TASK STATEMENT
Find the line with "repository 24fee4cc5bced30f" and the line with "on a pool of" in the entries below; output exactly those two lines, every line between them, and no others.

MATERIAL FOR THIS EXERCISE
....
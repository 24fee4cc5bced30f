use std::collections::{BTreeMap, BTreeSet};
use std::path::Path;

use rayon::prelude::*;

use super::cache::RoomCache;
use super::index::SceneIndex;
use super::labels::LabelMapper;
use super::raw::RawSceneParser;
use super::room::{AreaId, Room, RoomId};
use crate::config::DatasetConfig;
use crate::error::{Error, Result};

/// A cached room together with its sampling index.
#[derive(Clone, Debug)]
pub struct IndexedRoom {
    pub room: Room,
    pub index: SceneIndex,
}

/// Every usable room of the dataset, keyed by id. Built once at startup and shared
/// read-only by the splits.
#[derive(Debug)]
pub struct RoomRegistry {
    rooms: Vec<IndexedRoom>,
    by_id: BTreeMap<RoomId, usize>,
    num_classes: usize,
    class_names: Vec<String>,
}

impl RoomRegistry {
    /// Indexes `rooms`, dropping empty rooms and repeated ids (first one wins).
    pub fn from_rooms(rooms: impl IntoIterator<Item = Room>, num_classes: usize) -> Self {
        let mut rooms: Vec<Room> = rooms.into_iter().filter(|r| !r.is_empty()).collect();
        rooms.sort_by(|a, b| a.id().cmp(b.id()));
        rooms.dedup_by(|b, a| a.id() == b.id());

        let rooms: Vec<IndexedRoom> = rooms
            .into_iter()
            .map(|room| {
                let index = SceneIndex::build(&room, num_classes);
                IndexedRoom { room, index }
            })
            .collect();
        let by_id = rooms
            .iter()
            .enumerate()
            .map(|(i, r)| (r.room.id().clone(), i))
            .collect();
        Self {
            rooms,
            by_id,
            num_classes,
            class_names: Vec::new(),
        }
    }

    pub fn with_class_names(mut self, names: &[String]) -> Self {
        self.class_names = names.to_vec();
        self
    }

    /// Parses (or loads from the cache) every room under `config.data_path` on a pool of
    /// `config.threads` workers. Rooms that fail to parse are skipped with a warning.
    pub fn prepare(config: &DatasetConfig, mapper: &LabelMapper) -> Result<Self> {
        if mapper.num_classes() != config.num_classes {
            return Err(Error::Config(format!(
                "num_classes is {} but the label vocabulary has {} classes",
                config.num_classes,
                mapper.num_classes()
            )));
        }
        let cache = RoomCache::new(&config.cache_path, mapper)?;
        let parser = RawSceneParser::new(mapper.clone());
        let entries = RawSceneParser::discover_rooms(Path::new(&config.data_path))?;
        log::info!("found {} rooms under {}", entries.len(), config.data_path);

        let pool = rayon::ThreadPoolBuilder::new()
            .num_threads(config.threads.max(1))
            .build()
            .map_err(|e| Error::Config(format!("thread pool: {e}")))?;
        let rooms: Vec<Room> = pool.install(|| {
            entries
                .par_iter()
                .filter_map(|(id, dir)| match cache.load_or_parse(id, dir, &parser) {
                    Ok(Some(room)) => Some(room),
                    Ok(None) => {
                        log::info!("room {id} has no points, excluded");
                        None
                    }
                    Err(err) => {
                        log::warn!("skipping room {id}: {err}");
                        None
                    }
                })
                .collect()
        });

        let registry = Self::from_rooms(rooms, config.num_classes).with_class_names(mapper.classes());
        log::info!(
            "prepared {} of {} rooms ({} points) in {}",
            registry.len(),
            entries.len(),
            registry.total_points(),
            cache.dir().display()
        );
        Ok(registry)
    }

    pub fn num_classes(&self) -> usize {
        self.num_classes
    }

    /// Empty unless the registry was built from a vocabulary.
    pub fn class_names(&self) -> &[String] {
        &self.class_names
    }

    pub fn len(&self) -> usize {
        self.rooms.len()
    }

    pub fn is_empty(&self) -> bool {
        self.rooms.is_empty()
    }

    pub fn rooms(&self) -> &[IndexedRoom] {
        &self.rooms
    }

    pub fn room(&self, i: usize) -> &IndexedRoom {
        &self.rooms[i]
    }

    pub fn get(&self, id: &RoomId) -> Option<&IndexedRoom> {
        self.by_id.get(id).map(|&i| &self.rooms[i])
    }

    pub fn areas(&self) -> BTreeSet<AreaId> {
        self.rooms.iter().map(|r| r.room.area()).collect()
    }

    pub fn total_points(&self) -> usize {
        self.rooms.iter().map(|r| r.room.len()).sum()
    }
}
....
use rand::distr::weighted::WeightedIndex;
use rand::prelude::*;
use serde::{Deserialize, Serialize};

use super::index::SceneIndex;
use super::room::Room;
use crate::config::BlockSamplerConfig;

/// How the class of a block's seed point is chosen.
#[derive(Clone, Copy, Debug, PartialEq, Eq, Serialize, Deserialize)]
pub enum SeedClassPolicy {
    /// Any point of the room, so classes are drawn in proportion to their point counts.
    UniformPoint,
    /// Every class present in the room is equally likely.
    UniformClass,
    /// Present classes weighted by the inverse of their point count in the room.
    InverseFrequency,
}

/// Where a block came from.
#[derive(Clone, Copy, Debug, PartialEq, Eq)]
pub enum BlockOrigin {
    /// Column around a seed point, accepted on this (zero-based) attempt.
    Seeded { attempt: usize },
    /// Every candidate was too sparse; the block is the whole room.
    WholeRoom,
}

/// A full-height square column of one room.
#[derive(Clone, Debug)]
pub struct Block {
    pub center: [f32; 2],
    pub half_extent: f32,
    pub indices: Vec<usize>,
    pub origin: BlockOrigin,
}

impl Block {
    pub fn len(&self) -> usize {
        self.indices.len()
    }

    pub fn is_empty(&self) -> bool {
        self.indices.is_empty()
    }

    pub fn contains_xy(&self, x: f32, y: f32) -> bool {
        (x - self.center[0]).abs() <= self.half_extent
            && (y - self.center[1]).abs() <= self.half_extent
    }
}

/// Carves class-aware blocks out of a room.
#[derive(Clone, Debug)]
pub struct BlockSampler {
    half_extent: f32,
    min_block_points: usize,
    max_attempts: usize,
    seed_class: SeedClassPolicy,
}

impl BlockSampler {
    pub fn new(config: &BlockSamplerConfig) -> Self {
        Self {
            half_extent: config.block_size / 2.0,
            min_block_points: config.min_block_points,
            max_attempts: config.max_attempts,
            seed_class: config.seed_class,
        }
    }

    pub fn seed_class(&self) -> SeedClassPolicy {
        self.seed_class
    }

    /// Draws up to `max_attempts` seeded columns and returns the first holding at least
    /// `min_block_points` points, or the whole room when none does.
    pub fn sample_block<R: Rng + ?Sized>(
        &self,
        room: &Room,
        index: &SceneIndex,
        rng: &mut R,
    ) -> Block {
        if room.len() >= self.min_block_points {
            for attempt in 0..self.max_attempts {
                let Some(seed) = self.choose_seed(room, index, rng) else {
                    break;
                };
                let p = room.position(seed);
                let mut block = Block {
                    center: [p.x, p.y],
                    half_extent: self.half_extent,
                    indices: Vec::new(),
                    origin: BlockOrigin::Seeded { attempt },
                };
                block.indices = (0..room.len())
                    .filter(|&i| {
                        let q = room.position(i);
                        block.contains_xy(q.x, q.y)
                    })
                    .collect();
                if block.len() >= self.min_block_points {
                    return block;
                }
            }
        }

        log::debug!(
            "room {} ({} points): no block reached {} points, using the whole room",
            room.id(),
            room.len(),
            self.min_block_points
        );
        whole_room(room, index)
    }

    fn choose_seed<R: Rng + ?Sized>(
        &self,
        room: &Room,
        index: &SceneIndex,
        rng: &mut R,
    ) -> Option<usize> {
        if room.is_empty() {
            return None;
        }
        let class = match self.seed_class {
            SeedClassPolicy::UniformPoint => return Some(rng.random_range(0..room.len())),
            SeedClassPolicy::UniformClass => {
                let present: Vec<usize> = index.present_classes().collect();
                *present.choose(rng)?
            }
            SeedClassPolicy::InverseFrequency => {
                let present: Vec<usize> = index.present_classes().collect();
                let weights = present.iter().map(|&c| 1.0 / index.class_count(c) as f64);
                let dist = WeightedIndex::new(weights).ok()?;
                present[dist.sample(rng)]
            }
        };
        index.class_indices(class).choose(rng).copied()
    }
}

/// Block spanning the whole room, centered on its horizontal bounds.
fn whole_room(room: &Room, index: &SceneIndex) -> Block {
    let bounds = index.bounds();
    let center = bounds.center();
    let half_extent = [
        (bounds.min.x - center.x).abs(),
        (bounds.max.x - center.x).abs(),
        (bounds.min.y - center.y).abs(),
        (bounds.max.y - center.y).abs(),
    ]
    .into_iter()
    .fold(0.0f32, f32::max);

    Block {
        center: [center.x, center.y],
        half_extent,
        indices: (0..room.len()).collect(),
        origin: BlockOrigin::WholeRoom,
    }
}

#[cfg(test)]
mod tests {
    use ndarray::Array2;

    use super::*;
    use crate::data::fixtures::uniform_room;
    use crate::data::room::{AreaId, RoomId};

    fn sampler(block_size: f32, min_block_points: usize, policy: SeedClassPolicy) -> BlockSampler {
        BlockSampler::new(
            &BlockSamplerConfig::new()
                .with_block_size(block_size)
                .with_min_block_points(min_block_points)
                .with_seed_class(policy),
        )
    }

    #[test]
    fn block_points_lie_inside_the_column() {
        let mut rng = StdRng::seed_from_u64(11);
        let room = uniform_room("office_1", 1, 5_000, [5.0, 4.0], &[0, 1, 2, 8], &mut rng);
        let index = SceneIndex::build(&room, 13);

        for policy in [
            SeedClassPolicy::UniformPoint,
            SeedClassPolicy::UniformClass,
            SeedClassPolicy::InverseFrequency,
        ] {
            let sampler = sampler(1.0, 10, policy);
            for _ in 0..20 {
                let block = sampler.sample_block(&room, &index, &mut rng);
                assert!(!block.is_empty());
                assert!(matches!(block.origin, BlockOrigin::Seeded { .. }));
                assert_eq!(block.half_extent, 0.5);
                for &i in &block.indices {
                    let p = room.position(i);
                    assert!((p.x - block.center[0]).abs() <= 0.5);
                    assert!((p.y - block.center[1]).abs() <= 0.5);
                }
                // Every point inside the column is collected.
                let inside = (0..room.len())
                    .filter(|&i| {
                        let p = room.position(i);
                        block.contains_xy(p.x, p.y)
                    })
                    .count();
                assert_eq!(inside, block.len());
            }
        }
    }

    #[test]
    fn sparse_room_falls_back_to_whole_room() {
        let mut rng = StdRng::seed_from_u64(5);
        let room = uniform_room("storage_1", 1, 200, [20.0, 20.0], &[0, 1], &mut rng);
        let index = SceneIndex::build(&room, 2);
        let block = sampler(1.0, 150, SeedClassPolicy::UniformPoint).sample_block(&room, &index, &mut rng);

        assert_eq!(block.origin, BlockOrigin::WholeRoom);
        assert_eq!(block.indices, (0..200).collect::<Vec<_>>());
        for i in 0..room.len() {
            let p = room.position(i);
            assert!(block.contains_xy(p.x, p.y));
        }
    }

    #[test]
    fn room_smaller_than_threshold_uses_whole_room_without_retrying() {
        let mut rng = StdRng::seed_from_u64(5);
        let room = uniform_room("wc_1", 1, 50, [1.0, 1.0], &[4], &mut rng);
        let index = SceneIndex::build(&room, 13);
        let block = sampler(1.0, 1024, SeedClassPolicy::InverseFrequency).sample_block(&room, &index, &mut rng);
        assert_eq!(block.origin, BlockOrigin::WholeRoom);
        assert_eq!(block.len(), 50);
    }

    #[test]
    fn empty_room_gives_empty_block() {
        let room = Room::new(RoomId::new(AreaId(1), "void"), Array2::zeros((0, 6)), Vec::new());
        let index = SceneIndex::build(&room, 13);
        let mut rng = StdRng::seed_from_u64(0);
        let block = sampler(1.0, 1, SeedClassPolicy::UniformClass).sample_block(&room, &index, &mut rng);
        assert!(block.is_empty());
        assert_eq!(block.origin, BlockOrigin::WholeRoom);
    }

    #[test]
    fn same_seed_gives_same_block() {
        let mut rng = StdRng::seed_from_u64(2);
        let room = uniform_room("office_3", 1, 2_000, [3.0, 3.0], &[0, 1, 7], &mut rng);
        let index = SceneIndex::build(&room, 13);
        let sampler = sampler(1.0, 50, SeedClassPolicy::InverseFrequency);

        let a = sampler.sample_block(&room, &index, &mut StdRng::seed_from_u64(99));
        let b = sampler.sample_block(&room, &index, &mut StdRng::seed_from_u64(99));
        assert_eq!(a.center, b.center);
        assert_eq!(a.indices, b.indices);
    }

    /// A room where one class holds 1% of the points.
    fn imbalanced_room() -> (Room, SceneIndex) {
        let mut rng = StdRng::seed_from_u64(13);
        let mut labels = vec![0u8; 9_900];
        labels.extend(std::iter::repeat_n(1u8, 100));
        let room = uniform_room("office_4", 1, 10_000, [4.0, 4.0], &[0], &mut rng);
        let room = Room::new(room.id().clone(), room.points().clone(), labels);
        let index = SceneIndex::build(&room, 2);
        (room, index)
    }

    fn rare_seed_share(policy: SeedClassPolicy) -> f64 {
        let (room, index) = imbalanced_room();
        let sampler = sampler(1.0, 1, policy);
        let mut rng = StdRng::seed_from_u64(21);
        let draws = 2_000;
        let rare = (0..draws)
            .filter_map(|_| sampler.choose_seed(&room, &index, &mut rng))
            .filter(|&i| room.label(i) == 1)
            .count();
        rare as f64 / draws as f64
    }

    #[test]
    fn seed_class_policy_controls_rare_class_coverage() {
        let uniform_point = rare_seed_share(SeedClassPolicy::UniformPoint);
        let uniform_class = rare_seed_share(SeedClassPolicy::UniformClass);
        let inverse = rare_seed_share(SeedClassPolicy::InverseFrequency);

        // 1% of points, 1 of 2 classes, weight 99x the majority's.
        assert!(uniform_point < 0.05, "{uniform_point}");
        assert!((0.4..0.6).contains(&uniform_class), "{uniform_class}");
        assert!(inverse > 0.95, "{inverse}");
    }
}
....
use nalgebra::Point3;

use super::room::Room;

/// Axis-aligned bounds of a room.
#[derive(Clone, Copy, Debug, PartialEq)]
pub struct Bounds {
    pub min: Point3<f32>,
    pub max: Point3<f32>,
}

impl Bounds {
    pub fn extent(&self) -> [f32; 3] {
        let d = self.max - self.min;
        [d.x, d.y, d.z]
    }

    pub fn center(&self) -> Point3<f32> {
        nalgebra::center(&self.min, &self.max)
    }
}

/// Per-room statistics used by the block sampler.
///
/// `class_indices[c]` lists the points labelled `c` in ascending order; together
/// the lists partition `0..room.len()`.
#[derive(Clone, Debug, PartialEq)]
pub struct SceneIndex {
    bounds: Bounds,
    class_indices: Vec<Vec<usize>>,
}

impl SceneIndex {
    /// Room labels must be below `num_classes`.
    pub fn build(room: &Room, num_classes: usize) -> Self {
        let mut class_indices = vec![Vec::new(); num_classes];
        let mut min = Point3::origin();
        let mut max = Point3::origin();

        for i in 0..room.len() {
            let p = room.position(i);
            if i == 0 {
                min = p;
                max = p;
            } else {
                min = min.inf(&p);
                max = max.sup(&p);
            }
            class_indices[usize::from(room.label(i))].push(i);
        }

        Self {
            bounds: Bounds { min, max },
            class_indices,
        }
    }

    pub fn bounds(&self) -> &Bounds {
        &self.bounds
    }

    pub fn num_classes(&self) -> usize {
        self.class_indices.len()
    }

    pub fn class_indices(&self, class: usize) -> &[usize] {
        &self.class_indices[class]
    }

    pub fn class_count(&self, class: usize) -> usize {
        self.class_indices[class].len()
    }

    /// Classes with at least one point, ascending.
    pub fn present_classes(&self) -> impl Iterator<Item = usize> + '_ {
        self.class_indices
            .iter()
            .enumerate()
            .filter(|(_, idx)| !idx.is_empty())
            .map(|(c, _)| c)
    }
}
....
THE ANSWER
repository 24fee4cc5bced30f
use std::collections::{BTreeMap, BTreeSet};
use std::path::Path;

use rayon::prelude::*;

use super::cache::RoomCache;
use super::index::SceneIndex;
use super::labels::LabelMapper;
use super::raw::RawSceneParser;
use super::room::{AreaId, Room, RoomId};
use crate::config::DatasetConfig;
use crate::error::{Error, Result};

/// A cached room together with its sampling index.
#[derive(Clone, Debug)]
pub struct IndexedRoom {
    pub room: Room,
    pub index: SceneIndex,
}

/// Every usable room of the dataset, keyed by id. Built once at startup and shared
/// read-only by the splits.
#[derive(Debug)]
pub struct RoomRegistry {
    rooms: Vec<IndexedRoom>,
    by_id: BTreeMap<RoomId, usize>,
    num_classes: usize,
    class_names: Vec<String>,
}

impl RoomRegistry {
    /// Indexes `rooms`, dropping empty rooms and repeated ids (first one wins).
    pub fn from_rooms(rooms: impl IntoIterator<Item = Room>, num_classes: usize) -> Self {
        let mut rooms: Vec<Room> = rooms.into_iter().filter(|r| !r.is_empty()).collect();
        rooms.sort_by(|a, b| a.id().cmp(b.id()));
        rooms.dedup_by(|b, a| a.id() == b.id());

        let rooms: Vec<IndexedRoom> = rooms
            .into_iter()
            .map(|room| {
                let index = SceneIndex::build(&room, num_classes);
                IndexedRoom { room, index }
            })
            .collect();
        let by_id = rooms
            .iter()
            .enumerate()
            .map(|(i, r)| (r.room.id().clone(), i))
            .collect();
        Self {
            rooms,
            by_id,
            num_classes,
            class_names: Vec::new(),
        }
    }

    pub fn with_class_names(mut self, names: &[String]) -> Self {
        self.class_names = names.to_vec();
        self
    }

    /// Parses (or loads from the cache) every room under `config.data_path` on a pool of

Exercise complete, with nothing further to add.